Hillary is right (and wrong) about immigration, populism

Jonah Goldberg

By Jonah Goldberg

Published Nov. 28, 2018

Hillary Clinton is right, mostly.

In an interview with The Guardian last week, the former next president of the United States said that in order to stop right-wing populism, Europe "needs to get a handle on migration because that is what lit the flame."

Clinton continued: "I admire the very generous and compassionate approaches that were taken particularly by leaders like Angela Merkel, but I think it is fair to say Europe has done its part, and must send a very clear message -- 'We are not going to be able to continue provide refuge and support' -- because if we don't deal with the migration issue it will continue to roil the body politic."

If she stopped there, I wouldn't have added the qualifier "mostly." But Clinton couldn't help herself. She had to also argue that people who are discomfited by immigration are little more than mindless authoritarians with "a psychological as much as political yearning to be told what to do, and where to go, and how to live and have their press basically stifled and so be given one version of reality."


For many on the left, this was simply an argument for concession. Eskinder Negash, the head of the U.S. Committee for Refugees and Immigrants, told The New York Times he was shocked by her comments. "If she's simply saying you need to cut down on refugees coming to Europe to ask for asylum because they have a well-founded fear of persecution, just to appease some right-wing political leaders, it's just not the right thing to do," Negash said.

He's right. Clinton's remarks were too transparently political and self-serving. (They also appeared with Clinton's impeccably poor timing, right as the United States was dealing with a serious refugee challenge at the southern border.)

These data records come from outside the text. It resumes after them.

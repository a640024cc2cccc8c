//! Environment-backed runtime configuration for `channel-smoke`.

use std::{env, time::Duration};

use channel_core::{ChannelConfig, DEFAULT_ENDPOINT, ReconnectPolicy, validate_endpoint};
use thiserror::Error;

const DEFAULT_HEARTBEAT_MS: u64 = 30_000;
const DEFAULT_RECONNECT_BASE_MS: u64 = 1_000;
const DEFAULT_RECONNECT_MAX_MS: u64 = 30_000;
const DEFAULT_RECONNECT_MAX_ATTEMPTS: u32 = 5;

/// Runtime configuration used by the smoke binary.
#[derive(Debug, Clone, PartialEq, Eq)]
pub struct SmokeConfig {
    /// Normalized endpoint to connect to.
    pub endpoint: String,
    /// Client tuning.
    pub channel: ChannelConfig,
    /// Application event types to log.
    pub subscribe: Vec<String>,
}

impl SmokeConfig {
    /// Parse configuration from environment variables.
    pub fn from_env() -> Result<Self, ConfigError> {
        Self::from_lookup(|key| env::var(key).ok())
    }

    fn from_lookup<F>(mut lookup: F) -> Result<Self, ConfigError>
    where
        F: FnMut(&str) -> Option<String>,
    {
        let raw_endpoint = optional_trimmed_env("CHANNEL_ENDPOINT", &mut lookup)
            .unwrap_or_else(|| DEFAULT_ENDPOINT.to_owned());
        let endpoint =
            validate_endpoint(&raw_endpoint).map_err(|err| ConfigError::InvalidValue {
                key: "CHANNEL_ENDPOINT",
                value: raw_endpoint.clone(),
                reason: err.message,
            })?;

        let heartbeat_ms = parse_optional_u64("CHANNEL_HEARTBEAT_MS", &mut lookup)?
            .unwrap_or(DEFAULT_HEARTBEAT_MS);
        let reconnect_base_ms = parse_optional_u64("CHANNEL_RECONNECT_BASE_MS", &mut lookup)?
            .unwrap_or(DEFAULT_RECONNECT_BASE_MS);
        let reconnect_max_ms = parse_optional_u64("CHANNEL_RECONNECT_MAX_MS", &mut lookup)?
            .unwrap_or(DEFAULT_RECONNECT_MAX_MS);
        let reconnect_max_attempts =
            parse_optional_u32("CHANNEL_RECONNECT_MAX_ATTEMPTS", &mut lookup)?
                .unwrap_or(DEFAULT_RECONNECT_MAX_ATTEMPTS);
        let liveness_timeout_ms = parse_optional_u64("CHANNEL_LIVENESS_TIMEOUT_MS", &mut lookup)?;

        require_positive("CHANNEL_HEARTBEAT_MS", heartbeat_ms)?;
        require_positive("CHANNEL_RECONNECT_BASE_MS", reconnect_base_ms)?;
        if reconnect_max_ms < reconnect_base_ms {
            return Err(ConfigError::InvalidValue {
                key: "CHANNEL_RECONNECT_MAX_MS",
                value: reconnect_max_ms.to_string(),
                reason: format!("must be at least CHANNEL_RECONNECT_BASE_MS ({reconnect_base_ms})"),
            });
        }
        if let Some(timeout_ms) = liveness_timeout_ms {
            require_positive("CHANNEL_LIVENESS_TIMEOUT_MS", timeout_ms)?;
        }

        let subscribe = optional_trimmed_env("CHANNEL_SUBSCRIBE", &mut lookup)
            .map(|value| parse_event_types(&value))
            .unwrap_or_default();

        let channel = ChannelConfig::default()
            .with_default_endpoint(endpoint.clone())
            .with_heartbeat_interval(Duration::from_millis(heartbeat_ms))
            .with_reconnect(ReconnectPolicy::new(
                reconnect_base_ms,
                reconnect_max_ms,
                reconnect_max_attempts,
            ))
            .with_liveness_timeout(liveness_timeout_ms.map(Duration::from_millis));

        Ok(Self {
            endpoint,
            channel,
            subscribe,
        })
    }
}

/// Errors produced while parsing runtime configuration.
#[derive(Debug, Clone, PartialEq, Eq, Error)]
pub enum ConfigError {
    /// An environment variable could not be parsed or is out of range.
    #[error("invalid {key}='{value}': {reason}")]
    InvalidValue {
        key: &'static str,
        value: String,
        reason: String,
    },
}

fn optional_trimmed_env<F>(key: &'static str, lookup: &mut F) -> Option<String>
where
    F: FnMut(&str) -> Option<String>,
{
    lookup(key)
        .map(|value| value.trim().to_owned())
        .filter(|value| !value.is_empty())
}

fn parse_optional_u64<F>(key: &'static str, lookup: &mut F) -> Result<Option<u64>, ConfigError>
where
    F: FnMut(&str) -> Option<String>,
{
    let Some(value) = optional_trimmed_env(key, lookup) else {
        return Ok(None);
    };
    value
        .parse::<u64>()
        .map(Some)
        .map_err(|err| ConfigError::InvalidValue {
            key,
            value,
            reason: err.to_string(),
        })
}

fn parse_optional_u32<F>(key: &'static str, lookup: &mut F) -> Result<Option<u32>, ConfigError>
where
    F: FnMut(&str) -> Option<String>,
{
    let Some(value) = optional_trimmed_env(key, lookup) else {
        return Ok(None);
    };
    value
        .parse::<u32>()
        .map(Some)
        .map_err(|err| ConfigError::InvalidValue {
            key,
            value,
            reason: err.to_string(),
        })
}

fn require_positive(key: &'static str, value: u64) -> Result<(), ConfigError> {
    if value == 0 {
        return Err(ConfigError::InvalidValue {
            key,
            value: "0".to_owned(),
            reason: "must be at least 1".to_owned(),
        });
    }
    Ok(())
}

/// Split a comma-separated list of event types, dropping blanks and
/// duplicates while keeping first-seen order.
fn parse_event_types(value: &str) -> Vec<String> {
    let mut out: Vec<String> = Vec::new();
    for kind in value.split(',').map(str::trim).filter(|k| !k.is_empty()) {
        if !out.iter().any(|existing| existing == kind) {
            out.push(kind.to_owned());
        }
    }
    out
}
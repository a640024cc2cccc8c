//! WebSocket-backed live channel client.
//!
//! [`ChannelClient`] owns one connection at a time, fans inbound application
//! frames out to registered listeners, answers and issues liveness pings, and
//! reconnects with exponential backoff after unexpected drops. The transport
//! is pluggable through [`channel_core::Connector`]; [`WsConnector`] is the
//! production implementation.

mod client;
mod transport;

#[cfg(test)]
mod test_support;

pub use client::ChannelClient;
pub use transport::{WsConnection, WsConnector};

pub use channel_core::{
    ChannelConfig, ChannelError, ChannelErrorCategory, ChannelEvent, ConnectionState,
    ConnectionStatus, Frame, Handler, HandlerResult, LifecycleStream, ReconnectPolicy,
    SendOutcome, Subscription,
};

Former British Prime Minister Tony Blair, who was interviewed for the same series in which Clinton's interview appeared, had a better take. "You've got to deal with the legitimate grievances and answer them, which is why today in Europe you cannot possibly stand for election unless you've got a strong position on immigration because people are worried about it." If you don't ... you leave a large space into which the populists can march."

This has been the argument for reasonable immigration restrictions for decades. The basic position of National Review, where I am a senior editor, has been that if responsible politicians do not address legitimate immigration concerns, it will create a political vacuum for unreasonable politicians to exploit. If you don't like how President Trump talks about immigration, you can appreciate the point.

But even better examples can be found across Europe and Scandinavia. James Kirchick, in his book "The End of Europe," notes that, across the Continent, "once-marginal, anti-systemic parties increase their popularity at the expense of mainstream ones almost entirely because of their absolutist stance against immigration."

The Sweden Democrats, a far-right party in Sweden that grew out of white nationalism and, some claim, neo-Nazi ideology, won a handful of seats in Parliament for the first time in 2010, solely because it was the only party to run on a platform of cutting immigration.

The government, the media and the political establishment in Sweden waged an all-out campaign to demonize the party -- and the policy. "Stigmatizing the Sweden Democrats in the hope that no self-respecting Swede would contemplate voting for them, however, had the opposite of its intended effect," Kirchick writes. Five years later, during the migrant crisis of 2015, "the Sweden Democrats had become the most popular party in the country."

Were all of the Swedes who switched parties bigots all along? Unlikely. (Ditto Americans who voted for both Barack Obama and Trump.) But by insisting that voters should not believe their lying eyes when it comes to the problems associated with immigration -- some overblown, some real -- Swedish elites gave voters no place else to go. And now, irresponsible politicians have so much more room to maneuver.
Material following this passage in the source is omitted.